Lanjutnya, Jika aksi ini berhasil menyadarkan para pengambil kebijakan, maka bukan hanya Taman Budaya yang akan diselamatkan. Tapi juga kesadaran kolektif bahwa bangsa besar adalah bangsa yang merawat kebudayaannya. Dan Sulawesi Utara, dengan segala kekayaan budayanya, layak untuk bangkit kembali menjadi mercusuar seni di timur Indonesia.

“Pemerintah Sulut harus menyadari, kebudayaan bukan sektor pelengkap, tapi fondasi bangsa. Ia membentuk karakter, membangun identitas, dan menjadi mercusuar moral masyarakat. Jika ini dihancurkan, maka kita sedang membangun tanpa ruh,” ujar Vick Baule, sutradara teater.

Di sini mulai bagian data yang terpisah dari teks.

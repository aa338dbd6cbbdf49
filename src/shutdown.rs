use tokio::signal::unix::{signal, SignalKind};
use tokio_util::sync::CancellationToken;

/// Install a shutdown handler that listens for SIGTERM and SIGINT.
///
/// Returns a `CancellationToken` that is cancelled when either signal is received.
/// The dispatcher, fan-out and node agents all watch this token and stop
/// serving when it fires.
pub fn install_shutdown_handler() -> CancellationToken {
    let token = CancellationToken::new();
    let token_clone = token.clone();

    tokio::spawn(async move {
        let (mut sigterm, mut sigint) = match (
            signal(SignalKind::terminate()),
            signal(SignalKind::interrupt()),
        ) {
            (Ok(term), Ok(int)) => (term, int),
            (Err(e), _) | (_, Err(e)) => {
                tracing::error!(error = %e, "Failed to install signal handlers");
                return;
            }
        };

        tokio::select! {
            _ = sigterm.recv() => {
                tracing::info!("Received SIGTERM, shutting down the grid");
            }
            _ = sigint.recv() => {
                tracing::info!("Received SIGINT, shutting down the grid");
            }
        }

        token_clone.cancel();
    });

    token
}
use std::collections::HashMap;
use std::sync::Arc;

use parking_lot::Mutex;
use tracing::{debug, error};
use xxhash_rust::xxh64::xxh64;

use crate::anomaly::AnomalyTracker;
use crate::clock::ElapsedClock;
use crate::condition::{
    dimension_for_condition, CompiledConditionLink, ConditionKey, ConditionState, ConditionWizard,
};
use crate::config::{GaugeMetricConfig, GaugeSamplingType, InvalidConfigReason, NO_TAG};
use crate::dimension::{AtomDimensionKey, HashableDimensionKey, MetricDimensionKey};
use crate::event::{FieldValue, LogEvent};
use crate::matcher::{
    filter_gauge_values, filter_values, should_use_nested_dimensions, translate_field_selector,
    FieldSelector, MatchResult, Matcher, MatcherWizard,
};
use crate::metrics::{BucketDropReason, MetricCore, MetricProducer, MetricType};
use crate::puller::{PullDataReceiver, PullerManager, PullResult};
use crate::report::proto::ProtoWriter;
use crate::report::{
    nanos_to_millis, write_dimension, write_dimension_leaf_nodes, write_dimension_path,
    write_field_value_tree, FIELD_ID_AGGREGATED_ATOM, FIELD_ID_ATOM_TIMESTAMPS,
    FIELD_ID_ATOM_VALUE, FIELD_ID_BUCKET_DROP_REASON, FIELD_ID_BUCKET_INFO, FIELD_ID_BUCKET_NUM,
    FIELD_ID_BUCKET_SIZE, FIELD_ID_DATA, FIELD_ID_DIMENSION_GUARDRAIL_HIT,
    FIELD_ID_DIMENSION_IN_WHAT, FIELD_ID_DIMENSION_LEAF_IN_WHAT, FIELD_ID_DIMENSION_PATH_IN_WHAT,
    FIELD_ID_DROP_TIME, FIELD_ID_END_BUCKET_ELAPSED_MILLIS, FIELD_ID_GAUGE_METRICS, FIELD_ID_ID,
    FIELD_ID_IS_ACTIVE, FIELD_ID_SKIPPED, FIELD_ID_SKIPPED_DROP_EVENT,
    FIELD_ID_SKIPPED_END_MILLIS, FIELD_ID_SKIPPED_START_MILLIS,
    FIELD_ID_START_BUCKET_ELAPSED_MILLIS, FIELD_ID_TIME_BASE,
};
use crate::stats::EngineStats;

/// Shared collaborators handed to producers at construction.
#[derive(Clone)]
pub struct ProducerContext {
    pub matcher_wizard: Arc<dyn MatcherWizard>,
    pub condition_wizard: Arc<dyn ConditionWizard>,
    pub puller: Arc<dyn PullerManager>,
    pub stats: Arc<EngineStats>,
    pub clock: Arc<dyn ElapsedClock>,
}

/// One sampled atom snapshot: the projected fields plus the (possibly
/// truncated) observation timestamp.
#[derive(Debug, Clone)]
pub struct GaugeAtom {
    pub fields: Vec<FieldValue>,
    pub elapsed_timestamp_ns: i64,
}

/// A closed bucket for one dimension. Identical atom snapshots are folded
/// into one entry holding the observation timestamps, first appearance
/// first.
#[derive(Debug, Clone)]
pub struct GaugeBucket {
    pub bucket_start_ns: i64,
    pub bucket_end_ns: i64,
    pub aggregated_atoms: Vec<(AtomDimensionKey, Vec<i64>)>,
}

struct GaugeState {
    core: MetricCore,
    what_matcher_index: usize,
    condition_tracker_index: Option<usize>,
    matcher_wizard: Arc<dyn MatcherWizard>,
    condition_wizard: Arc<dyn ConditionWizard>,
    current_sliced_bucket: HashMap<MetricDimensionKey, Vec<GaugeAtom>>,
    current_bucket_for_anomaly: HashMap<MetricDimensionKey, i64>,
    past_buckets: HashMap<MetricDimensionKey, Vec<GaugeBucket>>,
    dimension_guardrail_hit: bool,
    // Log-once latch per bucket.
    has_hit_guardrail: bool,
    anomaly_trackers: Vec<Arc<dyn AnomalyTracker>>,
}

/// Re-indexing payload for a config update. The producer and its
/// activations are preserved across the update; only the tracker indices
/// and wizards change.
pub struct GaugeConfigUpdate {
    pub what_matcher_index: usize,
    pub condition_tracker_index: Option<usize>,
    pub matcher_wizard: Arc<dyn MatcherWizard>,
    pub condition_wizard: Arc<dyn ConditionWizard>,
}

/// Gauge metric producer: collects sampled atom snapshots per dimension per
/// bucket, combining push-triggered and pull-triggered acquisition under
/// per-dimension caps and dimension-count guardrails.
pub struct GaugeMetricProducer {
    metric_id: i64,
    atom_id: i32,
    pull_tag_id: i32,
    trigger_atom_id: i32,
    is_pulled: bool,
    sampling_type: GaugeSamplingType,
    sampling_percentage: u32,
    max_pull_delay_ns: i64,
    min_bucket_size_ns: i64,
    dimension_soft_limit: usize,
    dimension_hard_limit: usize,
    atoms_per_dimension_limit: usize,
    split_bucket_for_app_upgrade: bool,
    truncate_timestamps: bool,
    field_matchers: Vec<Matcher>,
    dimensions_in_what: Vec<Matcher>,
    dimensions_selector: Option<FieldSelector>,
    nested_dimensions: bool,
    links: Vec<CompiledConditionLink>,
    condition_sliced: bool,
    puller: Arc<dyn PullerManager>,
    stats: Arc<EngineStats>,
    clock: Arc<dyn ElapsedClock>,
    state: Mutex<GaugeState>,
}
use anyhow::Result;
use prometheus::{
    Counter, CounterVec, GaugeVec, HistogramOpts, HistogramVec, Opts, Registry,
};

/// Process-wide statistics sink shared by every metric producer.
///
/// All metrics use the "aggregoor" namespace and register against one
/// custom registry so an embedding process can expose them however it
/// likes. Producers receive the sink by `Arc` at construction; there is no
/// process singleton.
pub struct EngineStats {
    registry: Registry,

    /// Pull latency by pull tag.
    pub pull_delay: HistogramVec,
    /// Pulls whose latency exceeded the metric's max delay, by pull tag.
    pub pull_exceed_max_delay: CounterVec,
    /// Pulls that failed outright, by pull tag.
    pub pull_failures: CounterVec,
    /// Distinct dimension count observed above the soft limit, by metric.
    pub dimension_size: GaugeVec,
    /// Hard dimension guardrail rejections, by metric.
    pub hard_dimension_limit: CounterVec,
    /// Buckets closed, by metric.
    pub bucket_count: CounterVec,
    /// Explicit data drops, by metric.
    pub buckets_dropped: CounterVec,
    /// Events discarded because they predate the current bucket.
    pub late_events: Counter,
}

impl EngineStats {
    pub fn new() -> Result<Self> {
        let registry = Registry::new();

        let pull_delay = HistogramVec::new(
            HistogramOpts::new("pull_delay_seconds", "Pull latency by pull tag.")
                .namespace("aggregoor")
                .buckets(vec![0.001, 0.005, 0.01, 0.05, 0.1, 0.5, 1.0, 5.0]),
            &["tag"],
        )?;
        let pull_exceed_max_delay = CounterVec::new(
            Opts::new(
                "pull_exceed_max_delay_total",
                "Pulls discarded for exceeding the metric's max delay.",
            )
            .namespace("aggregoor"),
            &["tag"],
        )?;
        let pull_failures = CounterVec::new(
            Opts::new("pull_failures_total", "Pulls that failed outright.").namespace("aggregoor"),
            &["tag"],
        )?;
        let dimension_size = GaugeVec::new(
            Opts::new(
                "dimension_size",
                "Distinct dimension count observed above the soft limit.",
            )
            .namespace("aggregoor"),
            &["metric"],
        )?;
        let hard_dimension_limit = CounterVec::new(
            Opts::new(
                "hard_dimension_limit_total",
                "Dimension inserts rejected by the hard guardrail.",
            )
            .namespace("aggregoor"),
            &["metric"],
        )?;
        let bucket_count = CounterVec::new(
            Opts::new("bucket_count_total", "Buckets closed by flush.").namespace("aggregoor"),
            &["metric"],
        )?;
        let buckets_dropped = CounterVec::new(
            Opts::new("buckets_dropped_total", "Explicit past-bucket drops.")
                .namespace("aggregoor"),
            &["metric"],
        )?;
        let late_events = Counter::with_opts(
            Opts::new(
                "late_events_total",
                "Events discarded for predating the current bucket.",
            )
            .namespace("aggregoor"),
        )?;

        registry.register(Box::new(pull_delay.clone()))?;
        registry.register(Box::new(pull_exceed_max_delay.clone()))?;
        registry.register(Box::new(pull_failures.clone()))?;
        registry.register(Box::new(dimension_size.clone()))?;
        registry.register(Box::new(hard_dimension_limit.clone()))?;
        registry.register(Box::new(bucket_count.clone()))?;
        registry.register(Box::new(buckets_dropped.clone()))?;
        registry.register(Box::new(late_events.clone()))?;

        Ok(Self {
            registry,
            pull_delay,
            pull_exceed_max_delay,
            pull_failures,
            dimension_size,
            hard_dimension_limit,
            bucket_count,
            buckets_dropped,
            late_events,
        })
    }

    pub fn registry(&self) -> &Registry {
        &self.registry
    }

    pub fn note_pull_delay(&self, tag_id: i32, delay_ns: i64) {
        self.pull_delay
            .with_label_values(&[&tag_id.to_string()])
            .observe(delay_ns.max(0) as f64 / 1e9);
    }

    pub fn note_pull_exceed_max_delay(&self, tag_id: i32) {
        self.pull_exceed_max_delay
            .with_label_values(&[&tag_id.to_string()])
            .inc();
    }

    pub fn note_pull_failed(&self, tag_id: i32) {
        self.pull_failures
            .with_label_values(&[&tag_id.to_string()])
            .inc();
    }

    pub fn note_metric_dimension_size(&self, metric_id: i64, size: usize) {
        self.dimension_size
            .with_label_values(&[&metric_id.to_string()])
            .set(size as f64);
    }

    pub fn note_hard_dimension_limit_reached(&self, metric_id: i64) {
        self.hard_dimension_limit
            .with_label_values(&[&metric_id.to_string()])
            .inc();
    }

    pub fn note_bucket_count(&self, metric_id: i64) {
        self.bucket_count
            .with_label_values(&[&metric_id.to_string()])
            .inc();
    }

    pub fn note_bucket_dropped(&self, metric_id: i64) {
        self.buckets_dropped
            .with_label_values(&[&metric_id.to_string()])
            .inc();
    }

    pub fn note_late_event(&self) {
        self.late_events.inc();
    }
}

#[cfg(test)]
mod tests {
    use super::*;

    #[test]
    fn test_counters_accumulate() {
        let stats = EngineStats::new().expect("build stats");
        stats.note_pull_exceed_max_delay(1001);
        stats.note_pull_exceed_max_delay(1001);
        stats.note_hard_dimension_limit_reached(42);

        assert_eq!(
            stats
                .pull_exceed_max_delay
                .with_label_values(&["1001"])
                .get(),
            2.0
        );
        assert_eq!(
            stats.hard_dimension_limit.with_label_values(&["42"]).get(),
            1.0
        );
        assert_eq!(stats.pull_failures.with_label_values(&["1001"]).get(), 0.0);
    }

    #[test]
    fn test_dimension_size_gauge_tracks_latest() {
        let stats = EngineStats::new().expect("build stats");
        stats.note_metric_dimension_size(7, 501);
        stats.note_metric_dimension_size(7, 502);
        assert_eq!(stats.dimension_size.with_label_values(&["7"]).get(), 502.0);
    }

    #[test]
    fn test_registry_gathers_all_families() {
        let stats = EngineStats::new().expect("build stats");
        stats.note_late_event();
        let families = stats.registry().gather();
        assert!(families
            .iter()
            .any(|f| f.get_name() == "aggregoor_late_events_total"));
    }
}
use crate::event::FieldValue;

/// A canonical, hashable ordered sequence of (path, value) pairs extracted
/// from an atom. Ordering follows the event's field order, which follows the
/// atom schema; two keys built from the same slice of the same atom compare
/// equal.
#[derive(Debug, Clone, Default, PartialEq, Eq, Hash)]
pub struct HashableDimensionKey {
    values: Vec<FieldValue>,
}

impl HashableDimensionKey {
    pub fn new(values: Vec<FieldValue>) -> Self {
        Self { values }
    }

    pub fn add_value(&mut self, value: FieldValue) {
        self.values.push(value);
    }

    pub fn values(&self) -> &[FieldValue] {
        &self.values
    }

    pub fn is_empty(&self) -> bool {
        self.values.is_empty()
    }

    /// Whether every (path, value) pair of `sub` is present in `self`.
    /// The empty key is a sub-dimension of every key.
    pub fn contains(&self, sub: &HashableDimensionKey) -> bool {
        sub.values.iter().all(|v| self.values.contains(v))
    }
}

/// The pair of keys identifying a slice: the projection of the event itself
/// and the projection of any external state atoms.
#[derive(Debug, Clone, Default, PartialEq, Eq, Hash)]
pub struct MetricDimensionKey {
    dimension_key_in_what: HashableDimensionKey,
    state_values_key: HashableDimensionKey,
}

impl MetricDimensionKey {
    pub fn new(
        dimension_key_in_what: HashableDimensionKey,
        state_values_key: HashableDimensionKey,
    ) -> Self {
        Self {
            dimension_key_in_what,
            state_values_key,
        }
    }

    pub fn dimension_key_in_what(&self) -> &HashableDimensionKey {
        &self.dimension_key_in_what
    }

    pub fn state_values_key(&self) -> &HashableDimensionKey {
        &self.state_values_key
    }
}

/// Identity of a de-duplicated atom snapshot within a bucket: the atom id
/// plus the full projected field tree.
#[derive(Debug, Clone, PartialEq, Eq, Hash)]
pub struct AtomDimensionKey {
    atom_id: i32,
    atom_field_values: HashableDimensionKey,
}

impl AtomDimensionKey {
    pub fn new(atom_id: i32, atom_field_values: HashableDimensionKey) -> Self {
        Self {
            atom_id,
            atom_field_values,
        }
    }

    pub fn atom_id(&self) -> i32 {
        self.atom_id
    }

    pub fn atom_field_values(&self) -> &HashableDimensionKey {
        &self.atom_field_values
    }
}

Kata Vick Baule, etnis besar Sulut, Minahasa, Totabuan, dan Nusa Utara, turut menyatukan suara dalam aksi ini. Mereka menggarisbawahi bahwa budaya adalah perekat utama kehidupan sosial di daerah ini. Ketika lahan Taman Budaya beralihfungsi menjadi SPBU, bukan hanya seniman yang terluka, tetapi seluruh ekosistem nilai-nilai kultural masyarakat.

“Aksi ini, dengan semangat keberagaman dan solidaritas lintas komunitas, menjadi sinyal kuat bahwa seni dan budaya adalah kekuatan politik yang tak bisa lagi diremehkan. Seniman bukan hanya penghibur di balik panggung, tetapi kini berdiri sebagai penjaga benteng terakhir peradaban,”katanya lagi.

“Kita bukan anti pembangunan, tapi menolak pembangunan yang membunuh kebudayaan. SPBU bisa dibangun di mana saja. Tapi Taman Budaya hanya satu, dan itu tak tergantikan,” tandas Aldes Sambalao.(Kifli).